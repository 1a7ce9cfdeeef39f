/*
 * parser.rs
 * Copyright (C) 2026 Chris Burdess
 *
 * This file is part of Scadenziario, a mailbox date-extraction exporter.
 *
 * Scadenziario is free software: you can redistribute it and/or modify
 * it under the terms of the GNU General Public License as published by
 * the Free Software Foundation, either version 3 of the License, or
 * (at your option) any later version.
 *
 * Scadenziario is distributed in the hope that it will be useful,
 * but WITHOUT ANY WARRANTY; without even the implied warranty of
 * MERCHANTABILITY or FITNESS FOR A PARTICULAR PURPOSE.  See the
 * GNU General Public License for more details.
 *
 * You should have received a copy of the GNU General Public License
 * along with Scadenziario.  If not, see <http://www.gnu.org/licenses/>.
 */

//! HTTP/1.1 response state-machine parser: status line, headers, body
//! (Content-Length, chunked, or read-until-close). Feeds from the
//! connection's read buffer and accumulates a complete `HttpResponse`.

use bytes::{Buf, BytesMut};
use std::io;

use crate::http::response::HttpResponse;

#[derive(Debug, Clone, Copy, PartialEq, Eq)]
enum ParseState {
    StatusLine,
    Headers,
    Body,
    ChunkSize,
    ChunkData,
    ChunkCrlf,
    ChunkTrailer,
    Done,
}

/// Accumulating parser for one response. Create per exchange, `feed` bytes
/// as they arrive, then `take_response` once `is_done`.
pub struct ResponseParser {
    state: ParseState,
    status: u16,
    reason: Option<String>,
    headers: Vec<(String, String)>,
    body: Vec<u8>,
    /// Remaining Content-Length body bytes; -1 means read until close.
    content_remaining: i64,
    chunk_remaining: usize,
}

impl ResponseParser {
    pub fn new() -> Self {
        Self {
            state: ParseState::StatusLine,
            status: 0,
            reason: None,
            headers: Vec::new(),
            body: Vec::new(),
            content_remaining: -1,
            chunk_remaining: 0,
        }
    }

    pub fn is_done(&self) -> bool {
        self.state == ParseState::Done
    }

    /// True once the parser is consuming a body delimited only by
    /// connection close.
    pub fn reading_until_close(&self) -> bool {
        self.state == ParseState::Body && self.content_remaining < 0
    }

    /// Signal end of stream. Completes a read-until-close body; any other
    /// unfinished state is an error.
    pub fn finish_eof(&mut self) -> io::Result<()> {
        if self.reading_until_close() {
            self.state = ParseState::Done;
            Ok(())
        } else if self.is_done() {
            Ok(())
        } else {
            Err(io::Error::new(
                io::ErrorKind::UnexpectedEof,
                "connection closed mid-response",
            ))
        }
    }

    pub fn take_response(self) -> HttpResponse {
        HttpResponse {
            status: self.status,
            reason: self.reason,
            headers: self.headers,
            body: self.body,
        }
    }

    /// Find CRLF; returns bytes before it, or None if not yet buffered.
    fn find_crlf(buf: &[u8]) -> Option<usize> {
        buf.windows(2).position(|w| w == b"\r\n")
    }

    /// Consume as much as possible from `buf`.
    pub fn feed(&mut self, buf: &mut BytesMut) -> io::Result<()> {
        loop {
            match self.state {
                ParseState::StatusLine => {
                    let line_end = match Self::find_crlf(buf) {
                        Some(n) => n,
                        None => return Ok(()),
                    };
                    let line = buf.split_to(line_end + 2);
                    let line_str = std::str::from_utf8(&line[..line_end]).map_err(|_| {
                        io::Error::new(io::ErrorKind::InvalidData, "invalid status line")
                    })?;
                    // HTTP/1.1 200 OK (reason optional)
                    let mut parts = line_str.splitn(3, ' ');
                    let _version = parts.next();
                    self.status = parts
                        .next()
                        .and_then(|s| s.parse::<u16>().ok())
                        .ok_or_else(|| {
                            io::Error::new(io::ErrorKind::InvalidData, "invalid status code")
                        })?;
                    self.reason = parts.next().map(|s| s.to_string());
                    self.state = ParseState::Headers;
                }
                ParseState::Headers => {
                    let line_end = match Self::find_crlf(buf) {
                        Some(n) => n,
                        None => return Ok(()),
                    };
                    if line_end == 0 {
                        buf.advance(2);
                        self.begin_body();
                        continue;
                    }
                    let line = buf.split_to(line_end + 2);
                    let line_str = std::str::from_utf8(&line[..line_end]).map_err(|_| {
                        io::Error::new(io::ErrorKind::InvalidData, "invalid header")
                    })?;
                    if let Some(colon) = line_str.find(':') {
                        let name = line_str[..colon].trim().to_string();
                        let value = line_str[colon + 1..].trim().to_string();
                        self.headers.push((name, value));
                    }
                }
                ParseState::Body => {
                    if self.content_remaining >= 0 {
                        let to_read = (self.content_remaining as usize).min(buf.len());
                        if to_read > 0 {
                            let chunk = buf.split_to(to_read);
                            self.body.extend_from_slice(&chunk);
                            self.content_remaining -= to_read as i64;
                        }
                        if self.content_remaining == 0 {
                            self.state = ParseState::Done;
                        }
                        if buf.is_empty() || self.state == ParseState::Done {
                            return Ok(());
                        }
                    } else {
                        // Read until close; finish_eof() completes this.
                        if !buf.is_empty() {
                            let chunk = buf.split_to(buf.len());
                            self.body.extend_from_slice(&chunk);
                        }
                        return Ok(());
                    }
                }
                ParseState::ChunkSize => {
                    let line_end = match Self::find_crlf(buf) {
                        Some(n) => n,
                        None => return Ok(()),
                    };
                    let line = buf.split_to(line_end + 2);
                    let line_str = std::str::from_utf8(&line[..line_end]).map_err(|_| {
                        io::Error::new(io::ErrorKind::InvalidData, "invalid chunk size")
                    })?;
                    let hex_part = line_str.split(';').next().unwrap_or(line_str).trim();
                    let size = usize::from_str_radix(hex_part, 16).map_err(|_| {
                        io::Error::new(io::ErrorKind::InvalidData, "invalid chunk size")
                    })?;
                    if size == 0 {
                        self.state = ParseState::ChunkTrailer;
                    } else {
                        self.chunk_remaining = size;
                        self.state = ParseState::ChunkData;
                    }
                }
                ParseState::ChunkData => {
                    let to_read = self.chunk_remaining.min(buf.len());
                    if to_read > 0 {
                        let chunk = buf.split_to(to_read);
                        self.body.extend_from_slice(&chunk);
                        self.chunk_remaining -= to_read;
                    }
                    if self.chunk_remaining == 0 {
                        self.state = ParseState::ChunkCrlf;
                    } else {
                        return Ok(());
                    }
                }
                ParseState::ChunkCrlf => {
                    if buf.len() < 2 {
                        return Ok(());
                    }
                    buf.advance(2);
                    self.state = ParseState::ChunkSize;
                }
                ParseState::ChunkTrailer => {
                    let line_end = match Self::find_crlf(buf) {
                        Some(n) => n,
                        None => return Ok(()),
                    };
                    // Trailer headers are dropped; the blank line ends the response.
                    buf.advance(line_end + 2);
                    if line_end == 0 {
                        self.state = ParseState::Done;
                        return Ok(());
                    }
                }
                ParseState::Done => return Ok(()),
            }
        }
    }

    /// Decide the body framing once the blank line after headers arrives.
    fn begin_body(&mut self) {
        let chunked = self
            .headers
            .iter()
            .any(|(k, v)| k.eq_ignore_ascii_case("transfer-encoding") && v.contains("chunked"));
        let content_length = self
            .headers
            .iter()
            .find(|(k, _)| k.eq_ignore_ascii_case("content-length"))
            .and_then(|(_, v)| v.trim().parse::<i64>().ok());

        let bodyless = self.status == 204 || self.status == 304 || self.status / 100 == 1;
        if bodyless {
            self.state = ParseState::Done;
        } else if chunked {
            self.state = ParseState::ChunkSize;
        } else if let Some(cl) = content_length {
            if cl == 0 {
                self.state = ParseState::Done;
            } else {
                self.content_remaining = cl;
                self.state = ParseState::Body;
            }
        } else {
            self.content_remaining = -1;
            self.state = ParseState::Body;
        }
    }
}

impl Default for ResponseParser {
    fn default() -> Self {
        Self::new()
    }
}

━━━━━━━━━━━━━━━━

[Your assignment]:
Read through the entries and copy every line that includes "invalid".

[Solution for this exercise]:
                        io::Error::new(io::ErrorKind::InvalidData, "invalid status line")
                            io::Error::new(io::ErrorKind::InvalidData, "invalid status code")
                        io::Error::new(io::ErrorKind::InvalidData, "invalid header")
                        io::Error::new(io::ErrorKind::InvalidData, "invalid chunk size")
                        io::Error::new(io::ErrorKind::InvalidData, "invalid chunk size")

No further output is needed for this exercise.